■ What you have to do:
Transcribe the lines of the records starting with the one that has "assert_eq!(response.status(), http::StatusCode::FORBIDDEN);" in it and ending with the last, and transcribe nothing else.

===== Entries shown =====

//! Error serialization to S3-style XML responses.

use s3gate_core::ProxyError;

use crate::body::ProxyBody;

/// Render a [`ProxyError`] as an S3-style XML error response.
///
/// Error messages never carry credential material: the variants only hold
/// access key IDs, upload IDs, and transport errors.
#[must_use]
pub fn error_to_response(err: &ProxyError, request_id: &str) -> http::Response<ProxyBody> {
    let body = format!(
        "<?xml version=\"1.0\" encoding=\"UTF-8\"?>\n\
         <Error><Code>{}</Code><Message>{}</Message><RequestId>{}</RequestId></Error>",
        err.code(),
        escape_xml(&err.to_string()),
        escape_xml(request_id),
    );

    http::Response::builder()
        .status(err.status())
        .header(http::header::CONTENT_TYPE, "application/xml")
        .body(ProxyBody::from_string(body))
        .unwrap_or_else(|_| {
            let mut fallback = http::Response::new(ProxyBody::empty());
            *fallback.status_mut() = http::StatusCode::INTERNAL_SERVER_ERROR;
            fallback
        })
}

fn escape_xml(s: &str) -> String {
    s.replace('&', "&amp;").replace('<', "&lt;").replace('>', "&gt;")
}

#[cfg(test)]
mod tests {
    use s3gate_auth::AuthError;
    use s3gate_core::MultipartError;

    use super::*;

    fn body_string(response: http::Response<ProxyBody>) -> String {
        use http_body_util::BodyExt;
        let collected =
            tokio_test::block_on(response.into_body().collect()).expect("buffered body");
        String::from_utf8(collected.to_bytes().to_vec()).expect("utf-8 body")
    }

    #[test]
    fn test_should_render_signature_mismatch_as_forbidden_xml() {
        let err = ProxyError::Authentication(AuthError::SignatureDoesNotMatch);
        let response = error_to_response(&err, "req-1");

        assert_eq!(response.status(), http::StatusCode::FORBIDDEN);
        assert_eq!(
            response
                .headers()
                .get(http::header::CONTENT_TYPE)
                .and_then(|v| v.to_str().ok()),
            Some("application/xml"),
        );
        let body = body_string(response);
        assert!(body.contains("<Code>SignatureDoesNotMatch</Code>"));
        assert!(body.contains("<RequestId>req-1</RequestId>"));
    }

    #[test]
    fn test_should_render_unknown_upload_as_not_found_xml() {
        let err = ProxyError::Multipart(MultipartError::NoSuchUpload("abc".to_owned()));
        let response = error_to_response(&err, "req-2");
        assert_eq!(response.status(), http::StatusCode::NOT_FOUND);
        assert!(body_string(response).contains("<Code>NoSuchUpload</Code>"));
    }

    #[test]
    fn test_should_escape_xml_specials_in_message() {
        let err = ProxyError::Routing("bad <segment> & more".to_owned());
        let body = body_string(error_to_response(&err, "req-3"));
        assert!(body.contains("bad &lt;segment&gt; &amp; more"));
        assert!(!body.contains("bad <segment>"));
    }
}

=====

■ Your solution:
        assert_eq!(response.status(), http::StatusCode::FORBIDDEN);
        assert_eq!(
            response
                .headers()
                .get(http::header::CONTENT_TYPE)
                .and_then(|v| v.to_str().ok()),
            Some("application/xml"),
        );
        let body = body_string(response);
        assert!(body.contains("<Code>SignatureDoesNotMatch</Code>"));
        assert!(body.contains("<RequestId>req-1</RequestId>"));
    }

    #[test]
    fn test_should_render_unknown_upload_as_not_found_xml() {
        let err = ProxyError::Multipart(MultipartError::NoSuchUpload("abc".to_owned()));
        let response = error_to_response(&err, "req-2");
        assert_eq!(response.status(), http::StatusCode::NOT_FOUND);
        assert!(body_string(response).contains("<Code>NoSuchUpload</Code>"));
    }

    #[test]
    fn test_should_escape_xml_specials_in_message() {
        let err = ProxyError::Routing("bad <segment> & more".to_owned());
        let body = body_string(error_to_response(&err, "req-3"));
        assert!(body.contains("bad &lt;segment&gt; &amp; more"));
        assert!(!body.contains("bad <segment>"));
    }
}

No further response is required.